Goldsmith: 1985, p33.
The saber-toothed cat became extinct 14,000 years ago; the woolly mammoth 10,000 years ago; the giant ground sloth 8,500 years ago; the giant armadillo 7,800 years ago; and the colossal mastodon some 6,000 years ago. Another dozen mammalian species died out within this interval, which covers 8,000 years- a mere moment in geological history, but much longer than the theories based on nuclear-winter effect would predict.
Goldsmith: 1985, p 41-42.
Officer and Drake are properly impressed by a recent measurement of the iridium abundance in material ejected from the Kilauea volcano, on the island of Hawaii. When the geologists William Zoller, Josef Parrington, and Janet Phelan Kotra, of the University of Maryland, measured the element abundances in tiny particles collected in air filters during the volcano's eruption in January 1983, they found an abundance of iridium ten to twenty thosand times greater than normal.
Goldsmith: 1985, p 43.
Paleontologists have long known of several such episodes, the most drastic of which occurred 248 million years ago, at the end of the Permian era. This "Permian-Triassic extinction" eliminated more than 96 percent of the species then in existence: . . . "
Goldsmith: 1985, p 47.
In thinking aout the extinction of species of life on Earth, it is important to bear in mind one key fact: By far the majority of all species that have ever existed on this planet are now extinct. The usual fate for species is total disappearance.
Goldsmith: 1985, p 48.
(A useful mnemonic device, known to generations of biology students, gives the initial letters of classification scheme in order from kingdom to species: "King Philip Came Over From Germany Singing.") Human beings, for example, belong to the animal kingdom, the phylum of chordata (and the subphylum of vertebrates), the class of mammals, the order of primates, the family of hominids (of which humans are currently the only representatives), the genus Homo (large-brained hominids capable of speech), and the species Homo sapiens.
Goldsmith: 1985, p 49.
Although we cannot predict when any one particular carbon-14 nucleus will decay into a nitrogen-14 nucleus, we do know that after 5,560 years one-half of any group of caron-14 nuclei will have become nitrogen-14 nuclei; after another 5,560 years, one-half of the remaining carbon-14 nuclei will have become nitrogen-14 nuclei; and so on, indefinitely. This means that carbon-14 has a half-life of 5,560 years.
Goldsmith: 1985, p 52.
Unfortunately, after a hundred thousand years or so, too little carbon-14 remains to be measurable, so the method loses its usefulness.
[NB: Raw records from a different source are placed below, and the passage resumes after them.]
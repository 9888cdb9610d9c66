//! Periodic refresh of the user's upload/transfer sessions.
//!
//! The poller is an explicit two-state machine. It is **Polling** while the
//! sessions view is visible *and* a user is logged in, and **Idle**
//! otherwise. While Polling, one background task owns the loop:
//!
//! 1. fetch all sessions and replace the collection wholesale,
//! 2. wait for the interval, an out-of-band refresh request, or
//!    cancellation,
//! 3. repeat.
//!
//! Because the loop awaits each fetch before waiting again, at most one
//! request is in flight. Every activation gets a new epoch; a response is
//! applied only if its epoch is still current, so a request that was in
//! flight when the view closed is dropped on arrival.

use std::collections::HashSet;
use std::sync::{Arc, Mutex, MutexGuard};
use std::time::Duration;

use tokio::sync::Notify;
use tokio::task::JoinHandle;
use tokio_util::sync::CancellationToken;
use tracing::{debug, info, warn};

use crate::backends::SessionBackend;
use crate::errors::{BackendError, SessionsError};
use crate::events::{emit, Notice, NoticeSender};

use super::types::UploadSession;

/// Refresh interval while the sessions view is open.
pub const DEFAULT_POLL_INTERVAL: Duration = Duration::from_secs(5);

/// Handle to the running poll loop.
struct PollTask {
    cancel: CancellationToken,
    wake: Arc<Notify>,
    join_handle: JoinHandle<()>,
}

struct PollerState {
    visible: bool,
    user: Option<String>,
    /// Bumped on every start and stop; responses carry the epoch they were
    /// issued under.
    epoch: u64,
    sessions: Arc<Vec<UploadSession>>,
    task: Option<PollTask>,
    /// Loop of the previous activation, possibly still finishing a request.
    retiring: Option<JoinHandle<()>>,
}

struct Shared {
    backend: Arc<dyn SessionBackend>,
    interval: Duration,
    notices: NoticeSender,
    state: Mutex<PollerState>,
}

#[derive(Debug, Clone, Copy)]
enum SessionAction {
    Cancel,
    Delete,
}

/// Owner of the session collection.
///
/// State-changing methods spawn onto the current tokio runtime and must be
/// called from within one.
pub struct SessionPoller {
    shared: Arc<Shared>,
}

impl SessionPoller {
    pub fn new(
        backend: Arc<dyn SessionBackend>,
        interval: Duration,
        notices: NoticeSender,
    ) -> Self {
        Self {
            shared: Arc::new(Shared {
                backend,
                interval,
                notices,
                state: Mutex::new(PollerState {
                    visible: false,
                    user: None,
                    epoch: 0,
                    sessions: Arc::new(Vec::new()),
                    task: None,
                    retiring: None,
                }),
            }),
        }
    }

    /// The sessions view was shown or hidden.
    pub fn set_visible(&self, visible: bool) {
        let mut state = self.shared.lock();
        state.visible = visible;
        self.shared.reconcile(&mut state);
    }

    /// The logged-in user changed; `None` means logged out.
    ///
    /// Switching to a different user drops the previous user's sessions.
    pub fn set_user(&self, user: Option<String>) {
        let mut state = self.shared.lock();
        if state.user != user {
            state.sessions = Arc::new(Vec::new());
            Shared::stop(&mut state);
        }
        state.user = user;
        self.shared.reconcile(&mut state);
    }

    /// Stop polling and forget the user and their sessions.
    pub fn teardown(&self) {
        self.set_user(None);
    }

    pub fn is_polling(&self) -> bool {
        self.shared.lock().task.is_some()
    }

    /// Latest collection, in backend order.
    pub fn sessions(&self) -> Arc<Vec<UploadSession>> {
        self.shared.lock().sessions.clone()
    }

    /// Sessions to display; completed ones only when `show_finished`.
    pub fn visible_sessions(&self, show_finished: bool) -> Vec<UploadSession> {
        self.shared
            .lock()
            .sessions
            .iter()
            .filter(|s| show_finished || s.status != super::SessionStatus::Completed)
            .cloned()
            .collect()
    }

    /// Open or close the detail panel of a session. Unknown ids are ignored.
    pub fn toggle_expanded(&self, id: &str) -> bool {
        let mut state = self.shared.lock();
        let Some(index) = state.sessions.iter().position(|s| s.id == id) else {
            return false;
        };
        let mut sessions = state.sessions.as_ref().clone();
        sessions[index].expanded = !sessions[index].expanded;
        state.sessions = Arc::new(sessions);
        true
    }

    /// Poll again without waiting for the next tick.
    ///
    /// If a poll is in flight the refresh runs right after it resolves.
    /// Returns `false` while Idle, when nothing is requested.
    pub fn refresh_now(&self) -> bool {
        let state = self.shared.lock();
        match &state.task {
            Some(task) => {
                task.wake.notify_one();
                true
            }
            None => false,
        }
    }

    /// Ask the backend to cancel a session, then refresh.
    pub async fn cancel(&self, id: &str) -> Result<(), SessionsError> {
        self.act(id, SessionAction::Cancel).await
    }

    /// Ask the backend to delete a session, then refresh.
    pub async fn delete(&self, id: &str) -> Result<(), SessionsError> {
        self.act(id, SessionAction::Delete).await
    }

    /// Local state is never changed speculatively; the follow-up refresh is
    /// the only source of truth.
    async fn act(&self, id: &str, action: SessionAction) -> Result<(), SessionsError> {
        if !self.is_polling() {
            return Err(SessionsError::Inactive);
        }

        let result = match action {
            SessionAction::Cancel => self.shared.backend.cancel_session(id).await,
            SessionAction::Delete => self.shared.backend.delete_session(id).await,
        };

        match result {
            Ok(()) => {
                info!(id, ?action, "Session action accepted");
                self.refresh_now();
                Ok(())
            }
            Err(BackendError::Unauthorized) => Err(SessionsError::SessionExpired),
            Err(e) => {
                warn!(id, ?action, "Session action failed: {e}");
                self.refresh_now();
                Err(SessionsError::ActionFailed {
                    id: id.to_string(),
                    message: e.to_string(),
                })
            }
        }
    }
}

impl Drop for SessionPoller {
    fn drop(&mut self) {
        let mut state = self.shared.lock();
        Shared::stop(&mut state);
    }
}

impl Shared {
    fn lock(&self) -> MutexGuard<'_, PollerState> {
        self.state.lock().unwrap_or_else(|e| e.into_inner())
    }

    fn reconcile(self: &Arc<Self>, state: &mut PollerState) {
        let should_poll = state.visible && state.user.is_some();
        match (should_poll, state.task.is_some()) {
            (true, false) => self.start(state),
            (false, true) => Self::stop(state),
            _ => {}
        }
    }

    fn start(self: &Arc<Self>, state: &mut PollerState) {
        state.epoch += 1;
        let cancel = CancellationToken::new();
        let wake = Arc::new(Notify::new());
        let join_handle = tokio::spawn(poll_loop(
            self.clone(),
            state.epoch,
            cancel.clone(),
            wake.clone(),
            state.retiring.take(),
        ));
        state.task = Some(PollTask {
            cancel,
            wake,
            join_handle,
        });
        info!(
            interval_ms = self.interval.as_millis() as u64,
            "Session polling started"
        );
    }

    fn stop(state: &mut PollerState) {
        if let Some(task) = state.task.take() {
            task.cancel.cancel();
            state.epoch += 1;
            state.retiring = Some(task.join_handle);
            info!("Session polling stopped");
        }
    }

    async fn poll_once(&self, epoch: u64) {
        let username = {
            let state = self.lock();
            match &state.user {
                Some(user) if state.epoch == epoch => user.clone(),
                _ => return,
            }
        };

        let result = self.backend.list_sessions(&username).await;

        let mut state = self.lock();
        if state.epoch != epoch {
            debug!(epoch, current = state.epoch, "Discarding stale session poll");
            return;
        }

        match result {
            Ok(fresh) => {
                debug!(count = fresh.len(), "Sessions refreshed");
                state.sessions = Arc::new(merge_expanded(&state.sessions, fresh));
            }
            Err(BackendError::Unauthorized) => {
                warn!("Session poll rejected, login expired");
                state.user = None;
                state.sessions = Arc::new(Vec::new());
                Self::stop(&mut state);
                emit(&self.notices, Notice::SessionExpired);
            }
            Err(e) => {
                warn!("Session poll failed: {e}");
                emit(&self.notices, Notice::Error(SessionsError::from(e).to_string()));
            }
        }
    }
}

async fn poll_loop(
    shared: Arc<Shared>,
    epoch: u64,
    cancel: CancellationToken,
    wake: Arc<Notify>,
    retiring: Option<JoinHandle<()>>,
) {
    if let Some(previous) = retiring {
        // Keep at most one request in flight across activations.
        let _ = previous.await;
    }

    while !cancel.is_cancelled() {
        shared.poll_once(epoch).await;

        tokio::select! {
            _ = cancel.cancelled() => break,
            _ = tokio::time::sleep(shared.interval) => {}
            _ = wake.notified() => debug!("Out-of-band session refresh"),
        }
    }
    debug!(epoch, "Session poll loop exited");
}

/// Carry `expanded` from `previous` onto `fresh` by id.
fn merge_expanded(previous: &[UploadSession], fresh: Vec<UploadSession>) -> Vec<UploadSession> {
    let expanded: HashSet<&str> = previous
        .iter()
        .filter(|s| s.expanded)
        .map(|s| s.id.as_str())
        .collect();

    fresh
        .into_iter()
        .map(|mut session| {
            session.expanded = expanded.contains(session.id.as_str());
            session
        })
        .collect()
}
Luckily, though, other radioactive nuclei decay more slowly. These nuclei can be used to date fossils whose ages range in the millions, rather than in the thousands, of years. The most important of these nuclei are those of potassium-40, which has a half-life of 1.3 billion years, and those of rubidium-87, which has a half-life of 47 billion years. In an approach analogeous to carbon-14 dating, geologists measure the amount of the "daughter" nuclei produced by the radioactive decay-argon-40 and strontium-87, respectively. They also estimate how much of these two types of nuclei existed the the rocks when the rocks formed, typically estimating zero for the amount of the daughter isotope. Then, just as in the case of carbon-14 dating, our knowledge of the half-life of the radioactive (naturally decaying) isotopes tells us how much time must have elapsed to produce the parent-daughter ratio measured today.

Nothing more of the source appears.